**TASK PROMPT**.
Repeat every record below exactly as it appears.

**DATA FOR REVIEW**.
□ □ □ □ □ □ □
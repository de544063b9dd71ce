// Copyright (C) 2026 The Volley Stats Contributors
// Use of this source code is governed by an MIT-style
// license that can be found in the LICENSE file or at
// https://opensource.org/licenses/MIT.

use crate::tests::helpers::{attack, our_point, recorded};
use crate::{
    ActionCategory, AttackResult, Executor, PointDetail, RecordedAction, ResultCode, Score,
    ServeResult, Side, derive_point_attribution, next_set_number, tally_score,
};

#[test]
fn test_set_not_over_below_target_or_without_lead() {
    assert!(!Score::new(24, 24).is_set_over());
    assert!(!Score::new(25, 24).is_set_over());
    assert!(!Score::new(26, 25).is_set_over());
    assert!(!Score::new(0, 0).is_set_over());
}

#[test]
fn test_set_over_with_target_and_lead() {
    assert!(Score::new(25, 23).is_set_over());
    assert!(Score::new(26, 24).is_set_over());
    assert!(Score::new(30, 28).is_set_over());
    assert!(Score::new(12, 25).is_set_over());
}

#[test]
fn test_detail_code_takes_priority_over_category() {
    assert_eq!(
        derive_point_attribution(ActionCategory::OurPoint, Some(PointDetail::OwnFloorError)),
        Some(Side::Opponent)
    );
    assert_eq!(
        derive_point_attribution(ActionCategory::OurPoint, Some(PointDetail::OwnSave)),
        None
    );
}

#[test]
fn test_our_point_without_detail_scores_for_us() {
    assert_eq!(
        derive_point_attribution(ActionCategory::OurPoint, None),
        Some(Side::Own)
    );
}

#[test]
fn test_other_categories_without_detail_score_nothing() {
    for category in [
        ActionCategory::Set,
        ActionCategory::Attack,
        ActionCategory::Serve,
        ActionCategory::Block,
        ActionCategory::Cover,
    ] {
        assert_eq!(derive_point_attribution(category, None), None);
    }
}

#[test]
fn test_next_set_number() {
    assert_eq!(next_set_number(None), 1);
    assert_eq!(next_set_number(Some(1)), 2);
    assert_eq!(next_set_number(Some(4)), 5);
}

#[test]
fn test_tally_counts_attributions() {
    let actions: Vec<RecordedAction> = vec![
        our_point(1, 1),
        attack(2, 1, 7, AttackResult::Kill),
        recorded(
            3,
            1,
            ActionCategory::Serve,
            Executor::Player(7),
            Some(ResultCode::Serve(ServeResult::Error)),
            None,
            Some(PointDetail::OwnFloorError),
        ),
        recorded(
            4,
            1,
            ActionCategory::Attack,
            Executor::Player(8),
            Some(ResultCode::Attack(AttackResult::Kill)),
            None,
            Some(PointDetail::AttackPoint),
        ),
    ];

    assert_eq!(tally_score(&actions), Score::new(2, 1));
}

#[test]
fn test_tally_is_order_independent() {
    let mut actions: Vec<RecordedAction> = vec![
        our_point(1, 1),
        our_point(2, 1),
        recorded(
            3,
            1,
            ActionCategory::OurPoint,
            Executor::Team,
            None,
            None,
            Some(PointDetail::OwnFloorError),
        ),
    ];
    let forward: Score = tally_score(&actions);
    actions.reverse();

    assert_eq!(tally_score(&actions), forward);
    assert_eq!(forward, Score::new(2, 1));
}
□ □ □ □ □ □ □
**OUTPUT OF THE EXERCISE**.
repository de544063b9dd71ce
// Copyright (C) 2026 The Volley Stats Contributors
// Use of this source code is governed by an MIT-style
// license that can be found in the LICENSE file or at
// https://opensource.org/licenses/MIT.

use crate::tests::helpers::{attack, our_point, recorded};
use crate::{
    ActionCategory, AttackResult, Executor, PointDetail, RecordedAction, ResultCode, Score,
    ServeResult, Side, derive_point_attribution, next_set_number, tally_score,
};

#[test]
fn test_set_not_over_below_target_or_without_lead() {
    assert!(!Score::new(24, 24).is_set_over());
    assert!(!Score::new(25, 24).is_set_over());
    assert!(!Score::new(26, 25).is_set_over());
    assert!(!Score::new(0, 0).is_set_over());
}

#[test]
fn test_set_over_with_target_and_lead() {
    assert!(Score::new(25, 23).is_set_over());
    assert!(Score::new(26, 24).is_set_over());
    assert!(Score::new(30, 28).is_set_over());
    assert!(Score::new(12, 25).is_set_over());
}

#[test]
fn test_detail_code_takes_priority_over_category() {
    assert_eq!(
        derive_point_attribution(ActionCategory::OurPoint, Some(PointDetail::OwnFloorError)),
        Some(Side::Opponent)
    );
    assert_eq!(
        derive_point_attribution(ActionCategory::OurPoint, Some(PointDetail::OwnSave)),
        None
    );
}

#[test]
fn test_our_point_without_detail_scores_for_us() {
    assert_eq!(
        derive_point_attribution(ActionCategory::OurPoint, None),
        Some(Side::Own)
    );
}

#[test]
fn test_other_categories_without_detail_score_nothing() {
    for category in [
        ActionCategory::Set,
        ActionCategory::Attack,
        ActionCategory::Serve,
        ActionCategory::Block,
        ActionCategory::Cover,
    ] {
        assert_eq!(derive_point_attribution(category, None), None);
    }
}

#[test]
fn test_next_set_number() {
    assert_eq!(next_set_number(None), 1);
    assert_eq!(next_set_number(Some(1)), 2);
    assert_eq!(next_set_number(Some(4)), 5);
}

#[test]
fn test_tally_counts_attributions() {
    let actions: Vec<RecordedAction> = vec![
        our_point(1, 1),
        attack(2, 1, 7, AttackResult::Kill),
        recorded(
            3,
            1,
            ActionCategory::Serve,
            Executor::Player(7),
            Some(ResultCode::Serve(ServeResult::Error)),
            None,
            Some(PointDetail::OwnFloorError),
        ),
        recorded(
            4,
            1,
            ActionCategory::Attack,
            Executor::Player(8),
            Some(ResultCode::Attack(AttackResult::Kill)),
            None,
            Some(PointDetail::AttackPoint),
        ),
    ];

    assert_eq!(tally_score(&actions), Score::new(2, 1));
}

#[test]
fn test_tally_is_order_independent() {
    let mut actions: Vec<RecordedAction> = vec![
        our_point(1, 1),
        our_point(2, 1),
        recorded(
            3,
            1,
            ActionCategory::OurPoint,
            Executor::Team,
            None,
            None,
            Some(PointDetail::OwnFloorError),
        ),
    ];
    let forward: Score = tally_score(&actions);
    actions.reverse();

    assert_eq!(tally_score(&actions), forward);
    assert_eq!(forward, Score::new(2, 1));
}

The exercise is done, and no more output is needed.